The US Senate passed a $95 billion foreign aid bill last month, which would see Ukraine receive $60 billion in mostly military aid. With Kiev’s stocks of Western arms and ammunition dwindling, US President Joe Biden has claimed that Ukraine will lose more territory to Russia if the bill is not approved by the House of Representatives.

The Republican-controlled House has thus far refused to hold a vote on the bill, with GOP lawmakers demanding that it be bundled with a dramatic tightening of US immigration law and increased funding for border security. 

Amid the deadlock, House Speaker Mike Johnson and the chairmen of multiple committees dealing with national security are working on their own bill that would treat some aid to Kiev as a long-term loan, Foreign Affairs Committee Chairman Mike McCaul told NBC.

“The plans are in their preliminary stages and far from fully formed,” NBC noted.
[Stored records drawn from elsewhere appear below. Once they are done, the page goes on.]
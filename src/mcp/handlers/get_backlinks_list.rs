use super::common::{json_result, required_str, tool_failure, HandlerResult};
use crate::mcp::tooling::GET_BACKLINKS_LIST;
use crate::{tools, AppState};
use serde_json::Value;
use std::sync::Arc;

pub async fn handle(state: Arc<AppState>, arguments: &Value) -> HandlerResult {
    let domain = required_str(arguments, "domain")?;

    match tools::get_backlinks_list(&state, domain).await {
        Ok(report) => json_result(&report),
        Err(e) => tool_failure(GET_BACKLINKS_LIST, e),
    }
}
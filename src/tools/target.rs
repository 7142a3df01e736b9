//! Challenge page URLs.
//!
//! The Turnstile token is bound to the free-tool page a browser would have
//! loaded, so these always point at the public site regardless of which
//! base URL the data requests go to.

use crate::types::TrafficMode;
use percent_encoding::{utf8_percent_encode, AsciiSet, NON_ALPHANUMERIC};

pub const CHALLENGE_ORIGIN: &str = "https://ahrefs.com";

/// Free text (keywords, countries): everything but unreserved characters and `/`.
const TEXT: &AsciiSet = &NON_ALPHANUMERIC
    .remove(b'-')
    .remove(b'_')
    .remove(b'.')
    .remove(b'~')
    .remove(b'/');

/// Domains and URLs keep their `:` so `https://host/path` stays readable.
const TARGET: &AsciiSet = &TEXT.remove(b':');

fn text(s: &str) -> String {
    utf8_percent_encode(s, TEXT).to_string()
}

fn target(s: &str) -> String {
    utf8_percent_encode(s, TARGET).to_string()
}

pub fn backlinks_target(domain: &str) -> String {
    format!(
        "{}/backlink-checker/?input={}&mode=subdomains",
        CHALLENGE_ORIGIN,
        target(domain)
    )
}

pub fn keyword_generator_target(keyword: &str, country: &str) -> String {
    format!(
        "{}/keyword-generator/?country={}&input={}",
        CHALLENGE_ORIGIN,
        text(country),
        text(keyword)
    )
}

pub fn traffic_target(domain_or_url: &str, mode: TrafficMode) -> String {
    format!(
        "{}/traffic-checker/?input={}&mode={}",
        CHALLENGE_ORIGIN,
        target(domain_or_url),
        mode.as_str()
    )
}

pub fn keyword_difficulty_target(keyword: &str, country: &str) -> String {
    format!(
        "{}/keyword-difficulty/?country={}&input={}",
        CHALLENGE_ORIGIN,
        text(country),
        text(keyword)
    )
}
However, the network’s sources said that the GOP aims to have a bill ready for a vote before the end of March.

McCaul and Senator Lindsey Graham both stressed that only the non-military portion of the aid would be treated as a loan, and neither revealed how much military versus non-military aid would be doled out under the draft legislation. Out of the $60 billion set out in the bill passed by the Senate last month, less than $10 billion would be spent on non-military support for Kiev.

Both Graham and former President Donald Trump have endorsed the idea of loaning money to Kiev, although some conservative pundits have trashed the proposal. “Ukraine will never repay the debt, and we’ll never make them,” journalist Tucker Carlson stated last month. “This is just a more dishonest way to send more unaccounted for weapons to the region, delay the inevitable peace deal and kill more forcibly conscripted Ukrainians.”
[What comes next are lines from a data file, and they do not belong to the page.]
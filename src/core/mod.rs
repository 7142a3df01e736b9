pub mod app_state;
pub mod config;
pub mod error;
pub mod tools_registry;
pub mod types;

pub use app_state::AppState;
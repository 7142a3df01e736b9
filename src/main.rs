use std::sync::Arc;
use tracing::info;

use seo_mcp::core::config::port_from_args_or_env;
use seo_mcp::{server, AppState};

const DEFAULT_PORT: u16 = 8000;

#[tokio::main]
async fn main() -> anyhow::Result<()> {
    let env_filter = tracing_subscriber::EnvFilter::try_from_default_env()
        .unwrap_or_else(|_| tracing_subscriber::EnvFilter::new("info,tower_http=warn"));
    tracing_subscriber::fmt().with_env_filter(env_filter).init();

    info!("Starting SEO MCP server");

    let state = Arc::new(AppState::from_env()?);
    let app = server::router(state);

    let port = port_from_args_or_env().unwrap_or(DEFAULT_PORT);
    let bind_addr = format!("0.0.0.0:{}", port);
    let listener = match tokio::net::TcpListener::bind(&bind_addr).await {
        Ok(l) => l,
        Err(e) if e.kind() == std::io::ErrorKind::AddrInUse => {
            anyhow::bail!(
                "Address already in use: {}. Stop the existing process or run with --port {} (or set PORT/SEO_MCP_PORT).",
                bind_addr,
                port.saturating_add(1)
            )
        }
        Err(e) => return Err(e.into()),
    };
    info!("SEO MCP listening on http://{} (MCP at /mcp)", bind_addr);

    axum::serve(listener, app)
        .with_graceful_shutdown(shutdown_signal())
        .await?;

    Ok(())
}

async fn shutdown_signal() {
    #[cfg(unix)]
    {
        use tokio::signal::unix::{signal, SignalKind};
        let mut sigterm = signal(SignalKind::terminate()).ok();

        tokio::select! {
            _ = tokio::signal::ctrl_c() => {},
            _ = async {
                if let Some(ref mut s) = sigterm {
                    s.recv().await;
                } else {
                    futures::future::pending::<()>().await;
                }
            } => {},
        }
    }

    #[cfg(not(unix))]
    {
        let _ = tokio::signal::ctrl_c().await;
    }

    info!("Shutdown signal received");
}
McCaul told NBC that the US could use seized Russian assets as collateral for any potential loan. However, the US is currently only able to use certain assets to aid Ukraine indirectly, and McCaul’s plan would require passing additional legislation, something that Republicans are not all willing to do, according to NBC.

Democrats have greeted the plan with skepticism. “Aid is better than no aid, but this is not an ideal way of doing it,” an anonymous US official told NBC. “Asking a country to take on tens of millions of dollars of debt that they can’t afford to pay off is a recipe for a significant burden.” House Minority Leader Hakeem Jeffries told the network that the Senate’s $95 billion bill remains “the only way forward.”

Russia has repeatedly warned the US and its allies that no amount of money or weapons will prevent it from achieving its goals in Ukraine. The influx of Western military hardware will only prolong the fighting and increase the risk of a direct confrontation between Russia and NATO, the Kremlin has cautioned.